Proclaiming Truth – Confronting Evil, Real and Fictional

 
Filed on 25 April 2018 in Food For Thought category. Print This Page

Proclaiming Truth – Confronting Evil, Real and Fictional

Sometimes the horror of evil is too much for the mind to take in and more than we need to know. But the knowledge that such exists is enough to provoke action. Remember the Army general who, upon being confronted with the horror of German extermination camps at the end of WWII who said “take photos, lots of them” because there will come a time when people will not believe us.

It was out of that and the other horrors of Nazism that the nations of the world met together in 1948 to ensure that these atrocities would never again be repeated and that the Universal Declaration of Human Rights (UDHR) was formed and speaks to us so clearly today e.g. in article 18

Everyone has the right to freedom of thought, conscience and religion; this right includes freedom to change his religion or belief, and freedom, either alone or in community with others and in public or private, to manifest his religion or belief in teaching, practice, worship and observance. http://www.un.org/en/documents/udhr/

Similarly, article 18 1 of the International Covenant on Civil and Political Rights 1976 (ICCPR) declares the right

to manifest his religion or belief in worship, observance, practice and teaching.  http://www.ohchr.org/en/professionalinterest/pages/ccpr.aspx

particularly noting that Article 4 states this to be a non-derogable right – one that cannot be overridden even in national emergency.

For further detail on this and the relevance to freedom see submission to The Expert Panel on Religious Freedom http://www.medicinewithmorality.info/wp-content/uploads/downloads/2018/04/Religious-Freedom-Submission-NO-NAMES.pdf

There are times when we need to understand the times and know what to do, like the Men of Issachar (1 Chronicles 12:32). There are those that need to be informed, those that need to inform (yes, our preachers included) and those that need to participate in the confrontation even at the risk of being, in turn, condemned by others for the proclamation of truth.

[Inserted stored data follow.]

//! Order Models
//!
//! The order is the aggregate root: it owns its items, payments, tax lines
//! and tips (all append-only). Terminal orders are retained for history.

use rust_decimal::Decimal;
use serde::{Deserialize, Serialize};
use std::fmt;

/// Order lifecycle status
///
/// Forward path: OPEN → IN_PROGRESS → SERVED → CLOSED.
/// CANCELED is terminal and reachable only via an administrative path;
/// every transition guard still treats it as terminal.
#[derive(Debug, Clone, Copy, PartialEq, Eq, Serialize, Deserialize)]
#[cfg_attr(feature = "db", derive(sqlx::Type))]
#[cfg_attr(feature = "db", sqlx(rename_all = "SCREAMING_SNAKE_CASE"))]
#[serde(rename_all = "SCREAMING_SNAKE_CASE")]
pub enum OrderStatus {
    Open,
    InProgress,
    Served,
    Closed,
    Canceled,
}

impl OrderStatus {
    /// Active statuses hold the table occupied
    pub fn is_active(&self) -> bool {
        matches!(self, Self::Open | Self::InProgress | Self::Served)
    }

    /// Terminal statuses reject every further transition
    pub fn is_terminal(&self) -> bool {
        matches!(self, Self::Closed | Self::Canceled)
    }

    pub fn as_str(&self) -> &'static str {
        match self {
            Self::Open => "OPEN",
            Self::InProgress => "IN_PROGRESS",
            Self::Served => "SERVED",
            Self::Closed => "CLOSED",
            Self::Canceled => "CANCELED",
        }
    }
}

impl fmt::Display for OrderStatus {
    fn fmt(&self, f: &mut fmt::Formatter<'_>) -> fmt::Result {
        f.write_str(self.as_str())
    }
}

/// Order service type
#[derive(Debug, Clone, Copy, PartialEq, Eq, Default, Serialize, Deserialize)]
#[cfg_attr(feature = "db", derive(sqlx::Type))]
#[cfg_attr(feature = "db", sqlx(rename_all = "SCREAMING_SNAKE_CASE"))]
#[serde(rename_all = "SCREAMING_SNAKE_CASE")]
pub enum OrderType {
    #[default]
    DineIn,
    Takeout,
    Delivery,
}

/// Payment method
#[derive(Debug, Clone, Copy, PartialEq, Eq, Serialize, Deserialize)]
#[cfg_attr(feature = "db", derive(sqlx::Type))]
#[cfg_attr(feature = "db", sqlx(rename_all = "SCREAMING_SNAKE_CASE"))]
#[serde(rename_all = "SCREAMING_SNAKE_CASE")]
pub enum PaymentMethod {
    Cash,
    Card,
}

/// Order entity
#[derive(Debug, Clone, Serialize, Deserialize)]
#[cfg_attr(feature = "db", derive(sqlx::FromRow))]
pub struct Order {
    pub id: String,
    pub branch_id: String,
    /// Null for takeout/delivery orders
    pub table_id: Option<String>,
    #[serde(rename = "type")]
    #[cfg_attr(feature = "db", sqlx(rename = "type"))]
    pub order_type: OrderType,
    pub status: OrderStatus,
    /// Unix millis
    pub opened_at: i64,
    /// Unix millis, set only when the order closes
    pub closed_at: Option<i64>,
}

/// Order line item
///
/// `price` is snapshotted at add time and never recomputed.
#[derive(Debug, Clone, Serialize, Deserialize)]
pub struct OrderItem {
    pub id: String,
    pub order_id: String,
    pub menu_item_id: String,
    pub qty: i64,
    pub price: Decimal,
    pub notes: Option<String>,
}

/// Order line item joined with its menu item for display
#[derive(Debug, Clone, Serialize, Deserialize)]
pub struct OrderItemDetail {
    pub id: String,
    pub menu_item_id: String,
    pub sku: String,
    pub name: String,
    pub qty: i64,
    pub price: Decimal,
    pub notes: Option<String>,
}

/// Payment record (append-only)
#[derive(Debug, Clone, Serialize, Deserialize)]
pub struct Payment {
    pub id: String,
    pub order_id: String,
    pub method: PaymentMethod,
    pub amount: Decimal,
    pub created_at: i64,
}

/// Named tax amount attached to an order (append-only, opaque to the engine)
#[derive(Debug, Clone, Serialize, Deserialize)]
pub struct TaxLine {
    pub id: String,
    pub order_id: String,
    pub name: String,
    pub amount: Decimal,
    pub created_at: i64,
}

/// Tax line as supplied by the caller alongside a payment
#[derive(Debug, Clone, Serialize, Deserialize)]
pub struct TaxLineInput {
    pub name: String,
    pub amount: Decimal,
}

/// Tip record (append-only, at most one per payment call)
#[derive(Debug, Clone, Serialize, Deserialize)]
pub struct Tip {
    pub id: String,
    pub order_id: String,
    pub amount: Decimal,
    pub created_at: i64,
}

/// Full order view: the aggregate with all of its owned records
#[derive(Debug, Clone, Serialize, Deserialize)]
pub struct OrderDetail {
    #[serde(flatten)]
    pub order: Order,
    pub items: Vec<OrderItemDetail>,
    pub payments: Vec<Payment>,
    pub tax_lines: Vec<TaxLine>,
    pub tips: Vec<Tip>,
}

/// Kitchen display view of an active order
#[derive(Debug, Clone, Serialize, Deserialize)]
pub struct TicketView {
    #[serde(flatten)]
    pub order: Order,
    pub items: Vec<OrderItemDetail>,
}

#[cfg(test)]
mod tests {
    use super::*;

    #[test]
    fn test_status_predicates() {
        assert!(OrderStatus::Open.is_active());
        assert!(OrderStatus::InProgress.is_active());
        assert!(OrderStatus::Served.is_active());
        assert!(!OrderStatus::Closed.is_active());
        assert!(OrderStatus::Closed.is_terminal());
        assert!(OrderStatus::Canceled.is_terminal());
        assert!(!OrderStatus::Served.is_terminal());
    }

    #[test]
    fn test_status_serde_names() {
        assert_eq!(
            serde_json::to_string(&OrderStatus::InProgress).unwrap(),
            "\"IN_PROGRESS\""
        );
        let back: OrderStatus = serde_json::from_str("\"CANCELED\"").unwrap();
        assert_eq!(back, OrderStatus::Canceled);
    }

    #[test]
    fn test_order_type_default() {
        assert_eq!(OrderType::default(), OrderType::DineIn);
        assert_eq!(
            serde_json::to_string(&OrderType::DineIn).unwrap(),
            "\"DINE_IN\""
        );
    }

    #[test]
    fn test_order_serializes_type_field() {
        let order = Order {
            id: "o-1".into(),
            branch_id: "b-1".into(),
            table_id: None,
            order_type: OrderType::Takeout,
            status: OrderStatus::Open,
            opened_at: 1_700_000_000_000,
            closed_at: None,
        };
        let json = serde_json::to_value(&order).unwrap();
        assert_eq!(json["type"], "TAKEOUT");
        assert_eq!(json["status"], "OPEN");
    }
}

It is here then, this sometime, this horror, that the realisation is obvious – THIS IS NOT OK. We try not to dwell on the detail but the horror compels action.

Sometimes you just gently teach
Sometimes you preach with invitation
Sometimes you confront and challenge
Sometimes you have to condemn
Sometimes you have to drive the money-changers out of the temple
Sometimes you have to walk with Christ to Calvary.

Confronting gratuitous, fictional evil

In contrast then is the use of gratuitous, fictionalised violence that is in some literature, frequently not essential to the plot (in that sense, gratuitous) and even when it is essential, the detail is not. We must also say, in this instance THIS IS NOT OK.

However, the reality is that it is frequently presented as BEING OK and sometimes is included to attract and titillate and sell.

Reading about sexual violence in history – rape in war, sexual slavery (even today) – should drive us into action against such.

But reading, and watching, gratuitous detailed sex – and yes, violence as in sadomasochistic sex – has the potential because it is presented as fictional to attract us into the story as fantasising participants – and ultimately acting out the story.

Such images destroy innocence and can lock in to neural pathways with life-long consequences in sexual thought and behaviour, demeaning of sex as God gave it, and to the wonder of marriage. It is far more than we need to know.

The inclusion of such fiction in a reading list in a Christian school represents a “failure to protect” – the condemnation of the church by the Royal Commission – and a “leading of little ones into sin”, the condemnation by Jesus in Matthew 18:6. To justify such on the grounds of artistic merit or the real world or preparation for exams is wide of the mark.

We have an obligation to ourselves and to the world to think of “good things” – as a man thinketh, so is he – aware of the fact that both “good and evil increase at compound interest” (CSLewis).

The Message expresses it well

Summing it all up, friends, I’d say you’ll do best by filling your minds and meditating on things true, noble, reputable, authentic, compelling, gracious—the best, not the worst; the beautiful, not the ugly; things to praise, not things to curse. Philippians 4:8.

The consequences if we ignore this kind of advice are both psychological and spiritual. We need to acknowledge that what we fill our minds with influences our thoughts and actions. Violent thought that we deliberately let into our minds fuels further violent thought. Truthfully, deep inside ourselves, we are aware that such exposure does us no good – it is not uplifting; it does not spur us on to greater things; it does not facilitate our enjoyment of people or the simple pleasures of life.

There is a world of difference between understanding and acting on real world evil and evil presented as fiction. The latter – even if meant to awaken re real evil – should not be detailed and should not be presented to immature minds.